Submitted by leannem on Thu, 02/25/2021 - 15:30
February 25, 2021 by leannem
Climate Change Resilience

23 February 2020 – The Pacific islands have repeatedly been recognised as one of the most vulnerable regions to the impacts of climate change. However, a key international initiative has acknowledged the existence of research and data gaps in Small Islands Developing States (SIDS) such as the Pacific.

The Lima Adaptation Knowledge Initiative (LAKI) Pacific SIDS, aims to prioritise these knowledge gaps in the Pacific region, examining the causes for such gaps, and catalysing collaborations to closethose gaps. A four-day virtual priority-setting workshop for LAKI Pacific SIDS commenced today hosted by the Secretariat of the Pacific Regional Environment Programme (SPREP) from the Pacific Climate Change Centre (PCCC). 

LAKI is a collaborative effort between the Secretariat of the United Nations Framework Convention on Climate Change (UNFCCC) and the United Nations Environment Programme (UNEP) through its Global Adaptation Network. In the Pacific Region, it is coordinated by the UNEP Regional Office for Asia and the Pacific and SPREP. 

The three main goals of the LAKI are to prioritise knowledge gaps for target knowledge users in the Pacific sub-region; close priority knowledge gaps for target knowledge users by convening adaptation experts and institutions to take actions and scale up adaptation action in the Pacific sub-region; and gather evidence that capture success and progress, and strengthen the alignment with the UNFCCC as well as other relevant processes/forms.

According to the Director General of SPREP, Mr Kosi Latu, a reference group has been selected in consultation with UNEP and UNFCCC, which is expected to use their joint expertise on climate change and adaptation to guide the work in determining what the knowledge gaps are in the region, and what could be done to overcome these challenges. 

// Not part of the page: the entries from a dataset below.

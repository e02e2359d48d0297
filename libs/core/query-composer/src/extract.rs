//! Axum extractor for [`QueryParameters`].

use axum::{
    extract::{FromRequestParts, Query},
    http::request::Parts,
    response::{IntoResponse, Response},
};
use axum_helpers::AppError;

use crate::params::QueryParameters;

/// Parses the request's query string into [`QueryParameters`].
///
/// ```ignore
/// async fn list(QueryParams(params): QueryParams) -> String {
///     format!("{:?}", params.keyword())
/// }
/// ```
#[derive(Debug, Clone)]
pub struct QueryParams(pub QueryParameters);

impl<S> FromRequestParts<S> for QueryParams
where
    S: Send + Sync,
{
    type Rejection = Response;

    async fn from_request_parts(parts: &mut Parts, _state: &S) -> Result<Self, Self::Rejection> {
        let Query(pairs) =
            Query::<Vec<(String, String)>>::try_from_uri(&parts.uri).map_err(|e| {
                AppError::BadRequest(format!("Invalid query string: {}", e.body_text()))
                    .into_response()
            })?;

        QueryParameters::from_pairs(pairs)
            .map(QueryParams)
            .map_err(|e| AppError::InvalidQuery(e.to_string()).into_response())
    }
}
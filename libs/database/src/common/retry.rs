use std::future::Future;
use std::time::Duration;
use tracing::{info, warn};

/// Backoff policy for startup connections.
#[derive(Debug, Clone)]
pub struct RetryConfig {
    /// Retries after the first attempt
    pub max_retries: u32,
    pub initial_delay_ms: u64,
    pub max_delay_ms: u64,
    pub backoff_multiplier: f64,
    /// Sleep a random 50-100% of each delay
    pub use_jitter: bool,
}

impl RetryConfig {
    /// 5 retries, 250ms doubling up to 10s, with jitter.
    pub fn new() -> Self {
        Self::default()
    }

    pub fn with_max_retries(mut self, max_retries: u32) -> Self {
        self.max_retries = max_retries;
        self
    }

    pub fn with_initial_delay(mut self, delay_ms: u64) -> Self {
        self.initial_delay_ms = delay_ms;
        self
    }

    pub fn with_max_delay(mut self, delay_ms: u64) -> Self {
        self.max_delay_ms = delay_ms;
        self
    }

    pub fn without_jitter(mut self) -> Self {
        self.use_jitter = false;
        self
    }

    /// Un-jittered delay before retry number `retry` (1-based).
    pub fn delay_for(&self, retry: u32) -> Duration {
        let exp = retry.saturating_sub(1).min(32) as i32;
        let raw = self.initial_delay_ms as f64 * self.backoff_multiplier.powi(exp);
        Duration::from_millis((raw as u64).min(self.max_delay_ms))
    }
}

impl Default for RetryConfig {
    fn default() -> Self {
        Self {
            max_retries: 5,
            initial_delay_ms: 250,
            max_delay_ms: 10_000,
            backoff_multiplier: 2.0,
            use_jitter: true,
        }
    }
}

/// Run `operation` until it succeeds or `config.max_retries` retries have
/// failed; the last error is returned.
///
/// ```ignore
/// let client = retry_with_backoff("mongodb connect", || connect_from_config(&cfg), RetryConfig::new()).await?;
/// ```
pub async fn retry_with_backoff<F, Fut, T, E>(
    what: &str,
    mut operation: F,
    config: RetryConfig,
) -> Result<T, E>
where
    F: FnMut() -> Fut,
    Fut: Future<Output = Result<T, E>>,
    E: std::fmt::Display,
{
    let mut retry = 0;

    loop {
        match operation().await {
            Ok(value) => {
                if retry > 0 {
                    info!(what, retries = retry, "Succeeded after retrying");
                }
                return Ok(value);
            }
            Err(e) if retry >= config.max_retries => {
                warn!(what, attempts = retry + 1, error = %e, "Giving up");
                return Err(e);
            }
            Err(e) => {
                retry += 1;
                let mut delay = config.delay_for(retry);
                if config.use_jitter {
                    delay = apply_jitter(delay);
                }

                warn!(
                    what,
                    retry,
                    max_retries = config.max_retries,
                    delay_ms = delay.as_millis() as u64,
                    error = %e,
                    "Attempt failed, retrying"
                );
                tokio::time::sleep(delay).await;
            }
        }
    }
}

/// Retry with [`RetryConfig::default`].
pub async fn retry<F, Fut, T, E>(what: &str, operation: F) -> Result<T, E>
where
    F: FnMut() -> Fut,
    Fut: Future<Output = Result<T, E>>,
    E: std::fmt::Display,
{
    retry_with_backoff(what, operation, RetryConfig::default()).await
}

fn apply_jitter(delay: Duration) -> Duration {
    use std::collections::hash_map::RandomState;
    use std::hash::BuildHasher;

    let factor = (RandomState::new().hash_one(std::time::SystemTime::now()) % 51) as f64 / 100.0 + 0.5;
    delay.mul_f64(factor)
}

“Knowledge and institutional barriers have been specifically identified as major challenges for adaptation action in SIDS. There are undoubtedly many gaps in climate change knowledge in the Pacific region, ranging from a lack of available data on the health of our coral reefs to insufficiently downscaled climate projections and incomplete vulnerability assessments,” Mr Latu said. 

“Yet it has become evident that it is not simply a lack of knowledge that is the problem,” he added. “A core challenge lies in the consolidation, translation and communication of knowledge into formats that are useable and relevant to decision-makers.”

Mr Latu said that it is the hope of the Secretariat that the work of the LAKI Pacific-SIDS project will shine a light on where development partners could increase their investments, in support of the knowledge brokerage function of SPREP and the PCCC,

Dr. Youssef Nassef, Director of Adaptation Division, UNFCCC secretariat highlighted the role of the LAKI is a part of political process under the UNFCCC in scaling up adaptation actions maily in SIDS, LDCs and African countries. He further added that the LAKI catalyses high impact activities to rapidly and easily unlock adaptation barriers through long term partnerships with relevant institutions in the subregions.

Mr Sefanaia Nawadra, Head of the UNEP Pacific Sub-regional office, spoke during the official opening of the four-day workshop, and said, “This workshop should allow us to use a globally accepted and proven methodology to carry out the gap assessment and action prioritisation, as well as to use the outcomes to advocate sub-regional needs and priorities at regional and global fora.” 

The outcomes of this workshop will be presented at the 7th Asia Pacific Adaptation Forum being hosted by Japan from the 8-12th March. 

“It will also allow us to use the outcomes for strategic planning processes and help develop strong climate rationales essential to accessing finance,” he added. 

The Priority-setting workshop for LAKI Pacific SIDS is being held from 23 – 26 February 2020  at the Pacific Climate Change Centre and virtually on Zoom.